A investigadora Maria João Amorim, do Instituto Gulbenkian de Ciência, explica também que “é natural que os níveis de anticorpos baixem ao fim de algum tempo” e que tal é “observado noutras infeções”, reiterando também a importância dos linfócitos T no papel resposta imunitária contra a infeção. Para a investigadora, os testes serológicos também fazem sentido no caso de um estudo longitudinal. Segundo indica, os estudos indicam “a quantidade de anticorpos, não dizem se inibem a reinfeção ou não, não testam os anticorpos neutralizantes, mas sim os anticorpos totais, nem as células T de memória que são imediatamente reactivadas quando há reinfeção”.
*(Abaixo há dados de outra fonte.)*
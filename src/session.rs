// SPDX-License-Identifier: MIT
// Copyright 2026 Roland Dreier <roland@rolandd.dev>

//! Identity session holder.
//!
//! The holder is the only writer of session state. Everything else receives a
//! [`SessionContext`], a read-only view that observes changes.

use std::sync::Arc;
use tokio::sync::watch;

use crate::error::{AppError, Result};
use crate::models::User;
use crate::services::identity::{IdentityProvider, Session, SignUpResult};
use crate::validation;

/// Session lifecycle.
#[derive(Debug, Clone, PartialEq, Eq)]
pub enum SessionState {
    /// Nothing has been checked yet.
    Uninitialized,
    /// A provider call is in flight.
    Loading,
    /// Checked: nobody is signed in.
    Absent,
    Present(Session),
}

impl SessionState {
    pub fn user(&self) -> Option<&User> {
        match self {
            SessionState::Present(session) => Some(&session.user),
            _ => None,
        }
    }
}

/// Read-only view of the current session.
#[derive(Clone)]
pub struct SessionContext {
    rx: watch::Receiver<SessionState>,
}

impl SessionContext {
    /// Snapshot of the current state.
    pub fn state(&self) -> SessionState {
        self.rx.borrow().clone()
    }

    pub fn current_user(&self) -> Option<User> {
        self.rx.borrow().user().cloned()
    }

    /// Wait until the state changes. Returns `false` once the holder is gone.
    pub async fn changed(&mut self) -> bool {
        self.rx.changed().await.is_ok()
    }
}

/// Owns the session and wraps the identity provider.
pub struct SessionHolder {
    provider: Arc<dyn IdentityProvider>,
    tx: watch::Sender<SessionState>,
}

impl SessionHolder {
    pub fn new(provider: Arc<dyn IdentityProvider>) -> Self {
        let (tx, _rx) = watch::channel(SessionState::Uninitialized);
        Self { provider, tx }
    }

    /// Holder seeded with an already-authenticated user (e.g. from a verified
    /// session cookie), without a provider round trip.
    pub fn restored(provider: Arc<dyn IdentityProvider>, user: User) -> Self {
        let holder = Self::new(provider);
        holder.set(SessionState::Present(Session {
            user,
            access_token: None,
        }));
        holder
    }

    pub fn state(&self) -> SessionState {
        self.tx.borrow().clone()
    }

    pub fn current_user(&self) -> Option<User> {
        self.tx.borrow().user().cloned()
    }

    pub fn subscribe(&self) -> SessionContext {
        SessionContext {
            rx: self.tx.subscribe(),
        }
    }

    fn set(&self, state: SessionState) {
        self.tx.send_replace(state);
    }

    /// Resolve the session from a stored provider token.
    ///
    /// No token or a rejected token leaves the session absent.
    pub async fn restore(&self, access_token: Option<&str>) -> Result<SessionState> {
        let Some(token) = access_token else {
            self.set(SessionState::Absent);
            return Ok(self.state());
        };

        self.set(SessionState::Loading);
        match self.provider.get_user(token).await {
            Ok(user) => {
                self.set(SessionState::Present(Session {
                    user,
                    access_token: Some(token.to_string()),
                }));
            }
            Err(err) => {
                tracing::warn!(error = %err, "Stored session rejected by provider");
                self.set(SessionState::Absent);
            }
        }
        Ok(self.state())
    }

    /// Sign in with email and password.
    ///
    /// A session that is already present stays present while the provider
    /// call is in flight, so scans in that window are still attributed.
    pub async fn sign_in(&self, email: &str, password: &str) -> Result<User> {
        let email = validation::validate_sign_in(email, password)?;

        let previous = self.state();
        if !matches!(previous, SessionState::Present(_)) {
            self.set(SessionState::Loading);
        }
        match self.provider.sign_in(&email, password).await {
            Ok(session) => {
                let user = session.user.clone();
                tracing::info!(user_id = %user.id, "Signed in");
                self.set(SessionState::Present(session));
                Ok(user)
            }
            Err(err) => {
                self.set(Self::settle(previous));
                Err(AppError::Identity(err))
            }
        }
    }

    /// Re-check the signed-in user's password and swap in the fresh provider
    /// session. The current session is never withdrawn in the meantime.
    pub async fn reauthenticate(&self, password: &str) -> Result<()> {
        let SessionState::Present(current) = self.state() else {
            return Err(AppError::Unauthorized);
        };
        validation::validate_sign_in(&current.user.email, password)?;

        let session = self
            .provider
            .sign_in(&current.user.email, password)
            .await
            .map_err(AppError::Identity)?;
        if session.user.id != current.user.id {
            tracing::warn!(user_id = %current.user.id, "Re-authentication resolved a different user");
            return Err(AppError::Unauthorized);
        }

        self.set(SessionState::Present(session));
        Ok(())
    }

    /// Register a new account. The session becomes present only when the
    /// provider signs the new user in immediately.
    pub async fn sign_up(
        &self,
        email: &str,
        password: &str,
        confirm_password: &str,
    ) -> Result<SignUpResult> {
        let email = validation::validate_sign_up(email, password, confirm_password)?;

        let previous = self.state();
        self.set(SessionState::Loading);
        match self.provider.sign_up(&email, password).await {
            Ok(result) => {
                tracing::info!(user_id = %result.user.id, "Account registered");
                match &result.session {
                    Some(session) => self.set(SessionState::Present(session.clone())),
                    None => self.set(Self::settle(previous)),
                }
                Ok(result)
            }
            Err(err) => {
                self.set(Self::settle(previous));
                Err(AppError::Identity(err))
            }
        }
    }

    /// Sign out. The local session is cleared even if the provider call fails.
    pub async fn sign_out(&self) -> Result<()> {
        let SessionState::Present(session) = self.state() else {
            self.set(SessionState::Absent);
            return Ok(());
        };

        self.set(SessionState::Absent);

        if session.access_token.is_none() {
            return Ok(());
        }

        if let Err(err) = self.provider.sign_out(&session).await {
            tracing::warn!(
                user_id = %session.user.id,
                error = %err,
                "Provider sign-out failed; local session cleared anyway"
            );
        }
        Ok(())
    }

    /// Change the signed-in user's password.
    pub async fn change_password(&self, new_password: &str, confirm_password: &str) -> Result<()> {
        validation::validate_new_password(new_password, confirm_password)?;

        let SessionState::Present(session) = self.state() else {
            return Err(AppError::Unauthorized);
        };

        self.provider
            .update_password(&session, new_password)
            .await
            .map_err(AppError::Identity)?;

        tracing::info!(user_id = %session.user.id, "Password changed");
        Ok(())
    }

    fn settle(previous: SessionState) -> SessionState {
        match previous {
            SessionState::Present(session) => SessionState::Present(session),
            _ => SessionState::Absent,
        }
    }
}

#[cfg(test)]
mod tests {
    use super::*;
    use crate::services::identity::{IdentityError, MemoryIdentity};
    use crate::validation::ValidationError;

    fn holder() -> (SessionHolder, Arc<MemoryIdentity>) {
        let provider = Arc::new(MemoryIdentity::new());
        (SessionHolder::new(provider.clone()), provider)
    }

    #[tokio::test]
    async fn lifecycle_uninitialized_to_present_to_absent() {
        let (holder, _) = holder();
        assert_eq!(holder.state(), SessionState::Uninitialized);

        holder.restore(None).await.unwrap();
        assert_eq!(holder.state(), SessionState::Absent);

        holder
            .sign_up("juan@example.com", "secret1", "secret1")
            .await
            .unwrap();
        assert!(holder.current_user().is_some());

        holder.sign_out().await.unwrap();
        assert_eq!(holder.state(), SessionState::Absent);
    }

    #[tokio::test]
    async fn validation_runs_before_provider() {
        let (holder, provider) = holder();
        provider.set_offline(true);

        // Offline provider would yield a network error; validation wins first.
        let err = holder
            .sign_up("juan@example.com", "secret1", "secret2")
            .await
            .unwrap_err();
        assert!(matches!(err, AppError::BadRequest(_)));
        assert_eq!(
            err.to_string(),
            format!("Invalid request: {}", ValidationError::PasswordMismatch)
        );
    }

    #[tokio::test]
    async fn failed_sign_in_leaves_session_absent() {
        let (holder, _) = holder();
        let err = holder
            .sign_in("nobody@example.com", "secret1")
            .await
            .unwrap_err();
        assert!(matches!(
            err,
            AppError::Identity(IdentityError::InvalidCredentials)
        ));
        assert_eq!(holder.state(), SessionState::Absent);
    }

    #[tokio::test]
    async fn context_observes_changes() {
        let (holder, _) = holder();
        let mut ctx = holder.subscribe();
        assert!(ctx.current_user().is_none());

        holder
            .sign_up("juan@example.com", "secret1", "secret1")
            .await
            .unwrap();
        assert!(ctx.changed().await);
        assert_eq!(
            ctx.current_user().map(|u| u.email),
            Some("juan@example.com".to_string())
        );
    }

    #[tokio::test]
    async fn restore_with_token() {
        let (holder, provider) = holder();
        let signed_up = provider.sign_up("a@example.com", "secret1").await.unwrap();
        let token = signed_up.session.unwrap().access_token.unwrap();

        holder.restore(Some(&token)).await.unwrap();
        assert_eq!(holder.current_user(), Some(signed_up.user));

        let other = SessionHolder::new(provider.clone());
        other.restore(Some("bogus")).await.unwrap();
        assert_eq!(other.state(), SessionState::Absent);
    }

    #[tokio::test]
    async fn change_password_requires_session() {
        let (holder, _) = holder();
        let err = holder
            .change_password("newsecret", "newsecret")
            .await
            .unwrap_err();
        assert!(matches!(err, AppError::Unauthorized));

        holder
            .sign_up("juan@example.com", "secret1", "secret1")
            .await
            .unwrap();
        holder
            .change_password("newsecret", "newsecret")
            .await
            .unwrap();
        holder.sign_out().await.unwrap();
        holder
            .sign_in("juan@example.com", "newsecret")
            .await
            .unwrap();
    }
}
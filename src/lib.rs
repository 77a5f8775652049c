// SPDX-License-Identifier: MIT
// Copyright 2026 Roland Dreier <roland@kernel.org>

//! Scan-Tracker: product serial scanning and scan history.
//!
//! This crate provides the backend API behind the scanner UI: identity
//! sessions, product lookups by serial number, the scan ledger, and the
//! dashboard/history aggregates built from it.

pub mod config;
pub mod db;
pub mod error;
pub mod middleware;
pub mod models;
pub mod routes;
pub mod scanner;
pub mod services;
pub mod session;
pub mod time_utils;
pub mod validation;

use std::sync::Arc;

use config::Config;
use middleware::auth::RevokedTokens;
use scanner::ScannerRegistry;
use services::{AggregationService, IdentityProvider, LedgerWriter, ProductDirectory, ScanLedger};

/// Shared application state.
pub struct AppState {
    pub config: Config,
    pub directory: Arc<dyn ProductDirectory>,
    pub ledger: Arc<dyn ScanLedger>,
    pub identity: Arc<dyn IdentityProvider>,
    pub aggregation: AggregationService,
    pub scanners: ScannerRegistry,
    /// Session tokens ended by sign-out
    pub revoked_tokens: RevokedTokens,
}

impl AppState {
    pub fn new(
        config: Config,
        directory: Arc<dyn ProductDirectory>,
        ledger: Arc<dyn ScanLedger>,
        identity: Arc<dyn IdentityProvider>,
    ) -> Self {
        let timings = config.scan_timings;
        let writer = LedgerWriter::new(ledger.clone(), config.ledger_policy, timings.lookup_timeout);
        let scanners =
            ScannerRegistry::new(directory.clone(), writer, identity.clone(), timings);
        let aggregation = AggregationService::new(directory.clone(), ledger.clone());

        Self {
            config,
            directory,
            ledger,
            identity,
            aggregation,
            scanners,
            revoked_tokens: RevokedTokens::new(),
        }
    }
}
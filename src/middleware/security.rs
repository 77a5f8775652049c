// SPDX-License-Identifier: MIT
// Copyright 2026 Roland Dreier <roland@rolandd.dev>

//! Security headers middleware.

use axum::{extract::Request, http::HeaderValue, middleware::Next, response::Response};

/// Headers stamped on every response. The API serves JSON only; the camera
/// is opened by the frontend origin, never by API responses.
const SECURITY_HEADERS: [(&str, &str); 7] = [
    ("X-Content-Type-Options", "nosniff"),
    ("X-Frame-Options", "DENY"),
    (
        "Strict-Transport-Security",
        "max-age=31536000; includeSubDomains",
    ),
    (
        "Content-Security-Policy",
        "default-src 'none'; frame-ancestors 'none'",
    ),
    ("Referrer-Policy", "no-referrer"),
    (
        "Permissions-Policy",
        "camera=(), geolocation=(), microphone=(), payment=(), usb=()",
    ),
    // Scan history and session payloads must not be cached by intermediaries.
    ("Cache-Control", "no-store"),
];

/// Add security headers to all responses.
pub async fn add_security_headers(req: Request, next: Next) -> Response {
    let mut response = next.run(req).await;
    let headers = response.headers_mut();

    for (name, value) in SECURITY_HEADERS {
        headers.insert(name, HeaderValue::from_static(value));
    }

    response
}

#[cfg(test)]
mod tests {
    use super::*;
    use axum::body::Body;
    use axum::{routing::get, Router};
    use tower::ServiceExt; // for oneshot

    #[tokio::test]
    async fn test_security_headers() {
        let app = Router::new()
            .route("/", get(|| async { "Hello" }))
            .layer(axum::middleware::from_fn(add_security_headers));

        let response = app
            .oneshot(Request::builder().uri("/").body(Body::empty()).unwrap())
            .await
            .unwrap();

        let headers = response.headers();

        assert_eq!(headers.get("X-Content-Type-Options").unwrap(), "nosniff");
        assert_eq!(headers.get("X-Frame-Options").unwrap(), "DENY");
        assert_eq!(headers.get("Cache-Control").unwrap(), "no-store");
        assert_eq!(
            headers.get("Permissions-Policy").unwrap(),
            "camera=(), geolocation=(), microphone=(), payment=(), usb=()"
        );
    }
}
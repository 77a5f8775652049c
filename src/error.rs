// SPDX-License-Identifier: MIT
// Copyright 2026 Roland Dreier <roland@rolandd.dev>

//! Application error types with consistent API responses.

use axum::{
    http::StatusCode,
    response::{IntoResponse, Response},
    Json,
};
use serde::Serialize;

use crate::scanner::CaptureError;
use crate::services::identity::IdentityError;
use crate::validation::ValidationError;

/// Application error type that converts to HTTP responses.
#[derive(Debug, thiserror::Error)]
pub enum AppError {
    #[error("Authentication required")]
    Unauthorized,

    #[error("Invalid or expired token")]
    InvalidToken,

    #[error("Resource not found: {0}")]
    NotFound(String),

    #[error("Invalid request: {0}")]
    BadRequest(String),

    #[error("Identity provider error: {0}")]
    Identity(#[from] IdentityError),

    #[error("Capture error: {0}")]
    Capture(#[from] CaptureError),

    #[error("Database error: {0}")]
    Database(String),

    #[error("Timed out: {0}")]
    Timeout(String),

    #[error("Internal server error: {0}")]
    Internal(#[from] anyhow::Error),
}

impl From<ValidationError> for AppError {
    fn from(err: ValidationError) -> Self {
        AppError::BadRequest(err.to_string())
    }
}

/// JSON error response body
#[derive(Serialize)]
struct ErrorResponse {
    error: String,
    #[serde(skip_serializing_if = "Option::is_none")]
    details: Option<String>,
}

impl IntoResponse for AppError {
    fn into_response(self) -> Response {
        let (status, error, details) = match &self {
            AppError::Unauthorized => (StatusCode::UNAUTHORIZED, "unauthorized", None),
            AppError::InvalidToken => (StatusCode::UNAUTHORIZED, "invalid_token", None),
            AppError::NotFound(msg) => (StatusCode::NOT_FOUND, "not_found", Some(msg.clone())),
            AppError::BadRequest(msg) => {
                (StatusCode::BAD_REQUEST, "bad_request", Some(msg.clone()))
            }
            AppError::Identity(err) => match err {
                IdentityError::InvalidCredentials => (
                    StatusCode::UNAUTHORIZED,
                    "invalid_credentials",
                    Some(err.to_string()),
                ),
                IdentityError::AlreadyRegistered => (
                    StatusCode::CONFLICT,
                    "already_registered",
                    Some(err.to_string()),
                ),
                IdentityError::Network(msg) | IdentityError::Provider(msg) => {
                    tracing::error!(error = %msg, "Identity provider failure");
                    (StatusCode::BAD_GATEWAY, "identity_error", None)
                }
            },
            AppError::Capture(err) => match err {
                CaptureError::PermissionDenied(_) => (
                    StatusCode::FORBIDDEN,
                    "camera_permission_denied",
                    Some(err.to_string()),
                ),
                CaptureError::Unavailable(_) | CaptureError::NotActive => (
                    StatusCode::CONFLICT,
                    "camera_unavailable",
                    Some(err.to_string()),
                ),
            },
            AppError::Database(msg) => {
                tracing::error!(error = %msg, "Database error");
                (StatusCode::INTERNAL_SERVER_ERROR, "database_error", None)
            }
            AppError::Timeout(msg) => {
                tracing::warn!(error = %msg, "Upstream call timed out");
                (StatusCode::GATEWAY_TIMEOUT, "timeout", None)
            }
            AppError::Internal(err) => {
                tracing::error!(error = %err, "Internal server error");
                (StatusCode::INTERNAL_SERVER_ERROR, "internal_error", None)
            }
        };

        let body = ErrorResponse {
            error: error.to_string(),
            details,
        };

        (status, Json(body)).into_response()
    }
}

/// Result type alias for handlers
pub type Result<T> = std::result::Result<T, AppError>;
Na semana anterior, o coordenador da ‘task force’, vice-almirante Gouveia e Melo, no final de uma visita ao Centro de Vacinação Covid-19 de Évora, afastou a possibilidade de uma terceira dose da vacina em idosos nos lares: “Não há evidência científica, neste momento, para dizer que a terceira dose é necessária. E, enquanto não houver evidência científica, não devemos começar a criar uma imagem que vem aí qualquer coisa e temos que ir já para uma terceira dose”.

Questionado sobre a hipótese de se realizarem testes à imunidade nos lares, Gouveia e Melo, recorrendo ao que disse ter ouvido “dos técnicos de saúde”, explicou que “a medida de anticorpos pode não ser suficiente para nós percebermos se estamos ou não protegidos contra o vírus, porque nas células T há memória do vírus e as células T em presença do vírus criam anticorpos”. Por isso, salientou ainda, se forem medidos os anticorpos a uma pessoa que “não teve contacto com o vírus recentemente”, esta “pode ter os anticorpos a zero”, mas isso “não significa que não tenha defesa para o vírus”. O coordenador da ‘task force’ mencionou também “estudos” sobre as células T que indicam que a imunidade “fica adquirida por um longo período, se não para a vida toda”.

Também Lacerda Sales reforçou que “há vários tipos de imunidade e que a imunidade também tem memória, nomeadamente a linfócitos T e que, portanto, os testes serológicos, só por si, e existência de anticorpos pode não significar que a pessoa tem [ou não] imunidade. A pessoa pode não apresentar anticorpos por via dos testes serológicos e pode ter essa imunidade de memória”.